== Segment start ==
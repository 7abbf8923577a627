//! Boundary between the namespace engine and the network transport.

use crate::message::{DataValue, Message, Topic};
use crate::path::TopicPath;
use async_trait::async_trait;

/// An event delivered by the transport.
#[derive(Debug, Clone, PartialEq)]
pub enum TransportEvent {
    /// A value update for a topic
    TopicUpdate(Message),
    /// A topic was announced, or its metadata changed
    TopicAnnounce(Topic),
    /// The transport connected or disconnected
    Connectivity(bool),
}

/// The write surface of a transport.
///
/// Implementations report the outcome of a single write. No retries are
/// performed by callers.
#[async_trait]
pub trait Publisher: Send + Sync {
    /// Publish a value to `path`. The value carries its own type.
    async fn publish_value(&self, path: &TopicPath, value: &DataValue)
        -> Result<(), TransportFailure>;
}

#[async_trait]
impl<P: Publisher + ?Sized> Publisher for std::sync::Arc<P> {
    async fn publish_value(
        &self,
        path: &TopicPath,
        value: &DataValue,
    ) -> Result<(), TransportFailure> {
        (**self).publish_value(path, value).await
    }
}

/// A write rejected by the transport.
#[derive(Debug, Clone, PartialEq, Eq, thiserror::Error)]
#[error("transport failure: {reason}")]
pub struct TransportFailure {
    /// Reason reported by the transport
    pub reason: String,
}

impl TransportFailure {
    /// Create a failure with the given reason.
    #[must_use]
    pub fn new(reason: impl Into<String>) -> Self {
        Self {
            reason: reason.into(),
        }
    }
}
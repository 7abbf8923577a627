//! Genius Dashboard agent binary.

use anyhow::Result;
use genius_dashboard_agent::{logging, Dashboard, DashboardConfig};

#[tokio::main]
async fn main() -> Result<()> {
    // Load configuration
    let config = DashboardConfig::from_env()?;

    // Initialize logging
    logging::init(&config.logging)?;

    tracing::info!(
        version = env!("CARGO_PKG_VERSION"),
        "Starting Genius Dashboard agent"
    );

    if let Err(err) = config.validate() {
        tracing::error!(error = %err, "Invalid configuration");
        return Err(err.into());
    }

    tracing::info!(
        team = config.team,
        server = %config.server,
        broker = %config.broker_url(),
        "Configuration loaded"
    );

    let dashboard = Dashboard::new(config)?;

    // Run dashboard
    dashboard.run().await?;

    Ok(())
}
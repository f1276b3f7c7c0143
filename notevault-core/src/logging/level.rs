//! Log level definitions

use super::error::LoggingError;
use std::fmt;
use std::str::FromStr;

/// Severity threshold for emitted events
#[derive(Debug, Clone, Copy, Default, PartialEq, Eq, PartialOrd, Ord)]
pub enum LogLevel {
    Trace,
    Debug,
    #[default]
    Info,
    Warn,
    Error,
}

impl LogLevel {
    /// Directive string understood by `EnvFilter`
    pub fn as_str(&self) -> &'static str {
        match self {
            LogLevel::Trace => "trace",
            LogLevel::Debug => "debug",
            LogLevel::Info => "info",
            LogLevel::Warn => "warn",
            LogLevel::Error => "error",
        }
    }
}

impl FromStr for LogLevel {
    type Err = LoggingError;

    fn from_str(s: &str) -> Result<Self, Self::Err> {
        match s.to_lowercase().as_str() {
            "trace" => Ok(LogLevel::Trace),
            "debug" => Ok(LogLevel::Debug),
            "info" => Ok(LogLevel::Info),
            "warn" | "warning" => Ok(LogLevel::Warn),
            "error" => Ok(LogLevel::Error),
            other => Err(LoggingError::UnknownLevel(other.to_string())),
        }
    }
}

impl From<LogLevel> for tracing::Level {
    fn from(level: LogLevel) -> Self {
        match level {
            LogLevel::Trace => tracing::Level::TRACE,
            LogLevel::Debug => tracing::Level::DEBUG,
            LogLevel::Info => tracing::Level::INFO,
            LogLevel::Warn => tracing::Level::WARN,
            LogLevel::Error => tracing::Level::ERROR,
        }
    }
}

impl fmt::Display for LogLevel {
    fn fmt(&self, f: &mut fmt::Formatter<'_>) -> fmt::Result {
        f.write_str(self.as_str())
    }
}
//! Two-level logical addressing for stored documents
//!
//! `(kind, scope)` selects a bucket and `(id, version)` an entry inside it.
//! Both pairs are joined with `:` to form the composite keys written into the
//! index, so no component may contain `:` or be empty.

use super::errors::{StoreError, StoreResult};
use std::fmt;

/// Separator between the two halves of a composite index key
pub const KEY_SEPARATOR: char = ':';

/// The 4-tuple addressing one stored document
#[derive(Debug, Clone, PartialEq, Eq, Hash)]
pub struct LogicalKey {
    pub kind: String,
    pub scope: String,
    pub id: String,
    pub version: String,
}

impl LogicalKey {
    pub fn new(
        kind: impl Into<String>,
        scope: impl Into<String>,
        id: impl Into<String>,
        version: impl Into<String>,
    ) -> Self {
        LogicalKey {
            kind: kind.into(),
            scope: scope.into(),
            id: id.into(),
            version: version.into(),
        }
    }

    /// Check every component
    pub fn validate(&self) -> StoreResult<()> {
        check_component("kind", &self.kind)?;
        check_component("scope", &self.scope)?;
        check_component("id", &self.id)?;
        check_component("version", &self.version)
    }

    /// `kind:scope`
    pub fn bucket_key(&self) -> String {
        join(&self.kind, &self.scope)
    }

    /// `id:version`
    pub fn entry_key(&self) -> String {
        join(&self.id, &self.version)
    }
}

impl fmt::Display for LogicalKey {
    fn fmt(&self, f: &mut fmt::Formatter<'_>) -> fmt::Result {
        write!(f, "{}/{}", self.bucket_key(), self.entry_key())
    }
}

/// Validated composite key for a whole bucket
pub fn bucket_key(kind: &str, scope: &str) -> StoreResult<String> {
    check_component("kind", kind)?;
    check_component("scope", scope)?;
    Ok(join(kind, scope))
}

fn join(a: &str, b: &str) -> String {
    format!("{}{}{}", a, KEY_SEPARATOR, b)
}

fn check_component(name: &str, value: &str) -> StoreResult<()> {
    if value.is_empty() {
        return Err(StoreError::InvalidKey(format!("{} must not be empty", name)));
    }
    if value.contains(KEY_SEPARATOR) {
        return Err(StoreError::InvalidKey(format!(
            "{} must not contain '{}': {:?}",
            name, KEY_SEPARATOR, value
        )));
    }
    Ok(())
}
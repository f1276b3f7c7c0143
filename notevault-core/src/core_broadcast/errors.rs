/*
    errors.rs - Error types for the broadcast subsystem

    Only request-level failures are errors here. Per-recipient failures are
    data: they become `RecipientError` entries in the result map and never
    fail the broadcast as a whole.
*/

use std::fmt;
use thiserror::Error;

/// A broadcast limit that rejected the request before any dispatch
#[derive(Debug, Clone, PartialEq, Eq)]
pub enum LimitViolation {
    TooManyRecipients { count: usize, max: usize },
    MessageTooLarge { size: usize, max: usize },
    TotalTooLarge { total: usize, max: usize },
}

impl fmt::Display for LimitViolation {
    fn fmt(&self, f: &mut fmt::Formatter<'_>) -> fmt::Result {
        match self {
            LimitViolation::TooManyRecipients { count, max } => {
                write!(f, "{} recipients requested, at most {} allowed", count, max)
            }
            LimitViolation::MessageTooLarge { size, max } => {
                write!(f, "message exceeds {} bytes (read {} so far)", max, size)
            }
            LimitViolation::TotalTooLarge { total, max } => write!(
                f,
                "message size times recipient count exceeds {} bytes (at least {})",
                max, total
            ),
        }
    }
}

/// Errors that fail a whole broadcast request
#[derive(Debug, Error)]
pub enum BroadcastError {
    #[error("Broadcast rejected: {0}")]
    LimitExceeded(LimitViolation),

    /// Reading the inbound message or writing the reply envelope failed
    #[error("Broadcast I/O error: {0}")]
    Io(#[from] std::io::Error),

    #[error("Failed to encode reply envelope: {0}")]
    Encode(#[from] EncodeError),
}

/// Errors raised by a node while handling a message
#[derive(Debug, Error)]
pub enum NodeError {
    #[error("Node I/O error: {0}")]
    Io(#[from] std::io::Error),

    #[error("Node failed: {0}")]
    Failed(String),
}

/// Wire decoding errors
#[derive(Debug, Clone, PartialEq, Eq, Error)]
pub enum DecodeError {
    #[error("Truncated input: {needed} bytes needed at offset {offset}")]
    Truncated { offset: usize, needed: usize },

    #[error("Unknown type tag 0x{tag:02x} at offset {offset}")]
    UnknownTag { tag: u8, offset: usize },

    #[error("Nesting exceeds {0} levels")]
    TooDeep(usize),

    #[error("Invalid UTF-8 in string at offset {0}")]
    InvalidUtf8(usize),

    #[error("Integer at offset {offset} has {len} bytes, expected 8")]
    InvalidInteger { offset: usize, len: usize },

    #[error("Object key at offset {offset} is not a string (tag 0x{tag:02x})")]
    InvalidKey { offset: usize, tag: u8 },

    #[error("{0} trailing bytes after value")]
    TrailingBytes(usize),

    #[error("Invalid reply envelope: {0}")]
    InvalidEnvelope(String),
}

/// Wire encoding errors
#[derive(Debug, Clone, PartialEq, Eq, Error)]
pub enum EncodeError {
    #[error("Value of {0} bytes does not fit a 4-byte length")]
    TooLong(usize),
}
== Segment end ==
Task objective —
Tally every line above that has the word "MessageTooLarge", and report the total with no other words.

Exercise result —
2